No tenían tiempo que perder. Buscaron la mejor postura para acercarse el uno al otro. Sus cuerpos se encontraban ya demasiado torpes como para hacerlo echados. Pepe agarró con cuidado las caderas de su Antonia.
-
Ven, cuidado, no te caigas
- le dijo, y la llevó hasta el borde de la cama. Ella hizo ademán de doblar su espalda, pero entre sus manos y un lugar donde asirse todavía quedaba un buen espacio. Pepe lo solucionó subiendo las dos maletas, una sobre otra, encima de la cama. Así tendría Antonia un lugar más elevado donde apoyarse sin que su cansada espalda se quejara demasiado. Luego él ocupó su lugar. Acarició ese trasero que con el transcurso de los años había ido creciendo entre sus manos. Mientras trataba de embocar lamentó Pepe que las fuerzas de su rabo le fueran abandonando precisamente ahora que tenía más carnes que nunca que abrir. Sintió una bocanada de calor trepando por su cuerpo, como si el sexo de Antonia hubiera recuperado ardores lejanos, y una gota de sudor rodó por su cuello hasta perderse en el vello cano que cubría su pecho. Estaba dentro. Cerró los ojos. En su mente sus cuerpos uniéndose tenían bastantes años menos. Sus riñones comenzaron a moverse torpemente. El cuerpo de Antonia no lo retenía como antaño, como si un tren levitara en medio de un túnel. En silencio, nunca les había gustado hablar. Sólo los suspiros, gemidos y sonidos guturales imposibles de callar. Ya ni siquiera sus cuerpos provocan música al chocar, tan sólo unos débiles ecos espaciados y arrítmicos. Cada viaje era una proeza, cada minuto una eternidad. Demasiado mayor para empeñarse en arrancarle un orgasmo a su esposa, Pepe sentía que el final llegaba acelerado. Salió de su esposa y comenzó a masturbarse. Como antes, cuando terminaban así para no tentar al destino en forma de embarazo, pero con los ímpetus atemperados. Ella aguardaba, la cabeza gacha, la espalda doblada, a que su macho acabara; él seguía batiendo con toda la fuerza que le permitían sus caídos brazos. El pulgar por encima, el pene en la palma y el roce metálico del anillo de casados que nunca, jamás, se había quitado bajo el prepucio. Entre su mano y el roce del cuerpo de Antonia terminó Pepe con la imprevista siesta.

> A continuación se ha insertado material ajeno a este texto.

use std::sync::Arc;

use axum::http::{header::InvalidHeaderName, HeaderName};
use chrono::{DateTime, Utc};

use crate::auth::{CredentialRegistry, Gate};
use crate::config::AppConfig;

/// Shared, read-only application state handed to the router
#[derive(Clone, Debug)]
pub struct AppState {
    pub gate: Arc<Gate>,
    pub config: Arc<AppConfig>,
    pub api_key_header: HeaderName,
    pub started_at: DateTime<Utc>,
}

impl AppState {
    pub fn new(config: AppConfig, registry: CredentialRegistry) -> Result<Self, InvalidHeaderName> {
        let api_key_header = HeaderName::try_from(config.security.api_key_header.as_str())?;

        Ok(Self {
            gate: Arc::new(Gate::new(registry)),
            config: Arc::new(config),
            api_key_header,
            started_at: Utc::now(),
        })
    }

    /// Human readable time since startup, e.g. `24h 30m`
    pub fn uptime(&self) -> String {
        format_uptime(Utc::now() - self.started_at)
    }
}

fn format_uptime(elapsed: chrono::Duration) -> String {
    let minutes = elapsed.num_minutes().max(0);
    format!("{}h {}m", minutes / 60, minutes % 60)
}
use std::sync::Arc;

use axum::{
    extract::{Request, State},
    http::{HeaderMap, HeaderName},
    middleware::Next,
    response::Response,
};

use crate::auth::{fingerprint, CapabilitySet, Denial, Gate};
use crate::error::ApiError;

/// Per-route gate configuration: which header to read and which
/// capabilities the route demands
#[derive(Clone, Debug)]
pub struct Requirement {
    pub gate: Arc<Gate>,
    pub header: HeaderName,
    pub required: CapabilitySet,
}

/// API key middleware. Runs the gate before the wrapped handler and, on
/// admission, injects the resolved `Identity` into request extensions.
pub async fn require_api_key(
    State(requirement): State<Requirement>,
    mut request: Request,
    next: Next,
) -> Result<Response, ApiError> {
    let outcome = {
        let headers = request.headers();
        match presented_key(headers, &requirement.header) {
            Ok(credential) => requirement
                .gate
                .authorize(credential, &requirement.required)
                .into_result()
                .cloned()
                .map_err(|denial| (denial, credential.map(fingerprint))),
            Err(denial) => Err((denial, None)),
        }
    };

    match outcome {
        Ok(identity) => {
            tracing::debug!(
                method = %request.method(),
                path = %request.uri().path(),
                user = %identity.display_name,
                "API key admitted"
            );
            request.extensions_mut().insert(identity);
            Ok(next.run(request).await)
        }
        Err((denial, key_fingerprint)) => {
            tracing::warn!(
                method = %request.method(),
                path = %request.uri().path(),
                required = %requirement.required,
                key = key_fingerprint.as_deref().unwrap_or("-"),
                reason = %denial,
                "API key rejected"
            );
            Err(denial.into())
        }
    }
}

/// Read the API key header. A value that is not valid UTF-8 can never match
/// a registered key.
fn presented_key<'a>(headers: &'a HeaderMap, name: &HeaderName) -> Result<Option<&'a str>, Denial> {
    match headers.get(name) {
        None => Ok(None),
        Some(value) => std::str::from_utf8(value.as_bytes())
            .map(Some)
            .map_err(|_| Denial::InvalidCredential),
    }
}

Gracias a Dios ella no se había dado cuenta. Tarde o temprano lo hará, y durante un rato le tocará soportar su enfado, antes de que, con el tiempo, puedan reírse también de esto. Al principio él tampoco se había apercibido, embobado como estaba mirando esa especie de agua sucia que había expulsado su pene y que comenzaba a discurrir con el caudal de un arroyuelo y la despaciosidad de un gran río, por las nalgas de su Antonia. Fue cuando ella se metió en el baño para limpiarse cuando Pepe se dio cuenta. Un chorretón de esa mezcla extraña a la que costaba llamar semen pero que había nacido de sus entrañas, había ido a parar más allá de la amplia diana que significaba el trasero de Antonia, con la mala pata de ir a caer sobre la ropa que ella había dispuesto para el paseo vespertino junto al mar. La blusa se había salvado, el pantalón negro no había tenido tanta suerte: un minúsculo lago en la parte trasera. Pepe se apresuró, enérgico, sacó su pañuelo, y con cuidado de no extender la mancha, trató de limpiarla. Le pareció haber hecho un buen trabajo. Ahora, mientras camina junto a Paco unos pasos por detrás de Antonia y Luisa, se da cuenta que su rastro blanquecino sigue allí, y el temor a la reprimenda de su esposa se mezcla con el recuerdo del buen rato pasado y el orgullo de decir alto y claro a todos, él el primero, que esa mancha y ese culo, son suyos.